Figure 4 – The radiant distribution during the solar-longitude interval 266.5° – 269.5° in equatorial coordinates.
Figure 5 – The radiant drift.
Figure 6 – The uncorrected number of shower meteors recorded per degree in solar longitude.
3 Shower classification based on orbits
A complete independent meteoroid stream search has been applied based upon orbit data for confirmation. This method has been described in a separate publication (Roggemans and Vida, 2026).
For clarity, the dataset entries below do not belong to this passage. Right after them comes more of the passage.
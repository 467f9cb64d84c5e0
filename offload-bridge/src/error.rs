use thiserror::Error;

#[derive(Error, Debug)]
pub enum BridgeError {
    #[error("Bridge capability not available: {0}")]
    NotAvailable(String),

    #[error("Bridge operation failed: {0}")]
    OperationFailed(String),

    #[error("Remote resource already exists: {0}")]
    AlreadyExists(String),

    #[error("Restricted file type: {0}")]
    Restricted(String),

    #[error("Remote store unreachable: {0}")]
    RemoteUnavailable(String),

    #[error("Remote API error (status {status}): {message}")]
    RemoteApi { status: u16, message: String },

    #[error("IO error: {0}")]
    Io(#[from] std::io::Error),
}

impl BridgeError {
    /// Whether the error is terminal for the asset it was raised for.
    ///
    /// A restricted file type will never succeed on retry; everything else
    /// is at least potentially transient.
    pub fn is_fatal(&self) -> bool {
        matches!(self, Self::Restricted(_))
    }
}

pub type Result<T> = std::result::Result<T, BridgeError>;
//! # Resume/Health Monitor
//!
//! Periodic self-heal over the queues.
//!
//! ## Overview
//!
//! One scheduled check walks every queue kind that is enabled and marked
//! running. Threads whose heartbeat has gone stale get a background run
//! request; when a queue has zero live threads at all, the monitor stops
//! it, rebuilds it from the catalog, and restarts it.
//!
//! Both heal paths are idempotent against the persisted queue state, so a
//! duplicated firing is wasteful but safe. The check assumes a single host
//! runs the engine; multi-node deployments need their own coordination
//! (lock or leader election) in front of it.

use crate::builder::QueueBuilder;
use crate::context::SyncContext;
use crate::error::Result;
use crate::queue::{QueueKind, QueueManager, ThreadState};
use futures_util::FutureExt;
use offload_bridge::background::{BackgroundDispatcher, DispatchRequest, ScheduledTask, Scheduler};
use offload_bridge::remote::RemoteMediaStore;
use std::sync::Arc;
use std::time::Duration;
use tracing::{debug, error, info, warn};

/// Scheduler task id the monitor registers under
pub const HEALTH_CHECK_TASK: &str = "offload_health_check";

/// Restarts stalled threads and rebuilds dead queues on a fixed interval
pub struct HealthMonitor {
    ctx: Arc<SyncContext>,
    manager: Arc<QueueManager>,
    builder: Arc<QueueBuilder>,
}

impl HealthMonitor {
    pub fn new(
        ctx: Arc<SyncContext>,
        manager: Arc<QueueManager>,
        builder: Arc<QueueBuilder>,
    ) -> Self {
        Self {
            ctx,
            manager,
            builder,
        }
    }

    /// Register the periodic check with the host scheduler
    pub async fn install(self: Arc<Self>) -> Result<()> {
        let monitor = Arc::clone(&self);
        let task: ScheduledTask = Arc::new(move || {
            let monitor = Arc::clone(&monitor);
            async move {
                monitor.check().await;
            }
            .boxed()
        });

        self.ctx
            .scheduler
            .schedule_repeating(
                HEALTH_CHECK_TASK,
                Duration::from_secs(self.ctx.config.monitor_interval_secs),
                task,
            )
            .await?;

        info!(
            interval_secs = self.ctx.config.monitor_interval_secs,
            "Health monitor installed"
        );
        Ok(())
    }

    /// One full health pass over all queue kinds
    pub async fn check(&self) {
        for kind in QueueKind::ALL {
            if let Err(e) = self.check_queue(kind).await {
                error!(queue = %kind, error = %e, "Health check failed");
            }
        }
    }

    async fn check_queue(&self, kind: QueueKind) -> Result<()> {
        if !self.manager.kind_enabled(kind) || !self.manager.is_running(kind).await? {
            return Ok(());
        }

        // Unreachable remote: leave everything queued and try again on the
        // next interval rather than burning claims into errors.
        if !self.ctx.remote.probe().await {
            warn!(queue = %kind, "Remote store unreachable, deferring heal");
            return Ok(());
        }

        let states = self.manager.thread_states(kind).await?;
        let any_active = states
            .iter()
            .any(|(_, state)| *state == ThreadState::Active);
        let stalled: Vec<_> = states
            .iter()
            .filter(|(_, state)| *state == ThreadState::Stalled)
            .collect();

        if stalled.is_empty() {
            debug!(queue = %kind, "No stalled threads");
            return Ok(());
        }

        if !any_active {
            // Zero live threads: the queue itself is dead. Stop, rebuild
            // from the catalog, restart.
            info!(queue = %kind, "All threads stalled; rebuilding queue");
            self.manager.stop(kind).await?;
            self.builder.build(kind).await?;
            self.manager.start(kind).await?;
            return Ok(());
        }

        for (cursor, _) in stalled {
            info!(queue = %kind, thread = %cursor.thread, "Poking stalled thread");
            self.ctx
                .dispatcher
                .dispatch(DispatchRequest::run_thread(kind.as_str(), &cursor.thread))
                .await?;
        }

        Ok(())
    }
}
The mean orbit was computed by the method of Jopek et al. (2006) for all orbits that fit the thresholds DSH < 0.15 & DD < 0.06 & DJ < 0.15 (Southworth and Hawkins, 1963; Drummond, 1981; Jopek, 1993). The results have been listed in Table 1.
Twenty iota-Lupids were identified in common by both methods, three were found by the radiant identification method but not confirmed by the orbit method and four were identified by the orbit identification but not detected by the radiant method.
The radiant plots in equatorial coordinates (Figure 7) and in Sun-centered ecliptic coordinates (Figure 8) show a distinct concentration in a generally sparse distributed sporadic background. The radiant drift listed in Table 1 is rather uncertain due to the small number of shower meteors.
Figure 7 – The radiant distribution during the solar-longitude interval 265° – 273° in equatorial coordinates, color-coded for different threshold values of the DD orbit similarity criterion.
Figure 8 – The radiant distribution during the solar-longitude interval 265° – 273° in Sun-centered geocentric ecliptic coordinates, color-coded for different threshold values of the DD orbit similarity criterion.
4 Orbit and parent body
The only previously known record for the iota-Lupids orbit has been obtained from radar observations (Pokorný et al., 2017) and the orbital parameters differ mainly because of the significant lower geocentric velocity measured by radar. The radar results are included in Table 1 for comparison. Radar meteor observations cover another population in meteoroid streams than low-light optical cameras. It is not clear if the difference in velocity and consequent shorter orbit observed by radar is due to the fact that the radar detects mainly fainter meteors and thus much smaller particles, or if the difference is instrumental.
Table 1 – Comparing solutions derived by two different methods, radiant based method and orbit based menthod for DD < 0.06, both compared to Pokorný (2017).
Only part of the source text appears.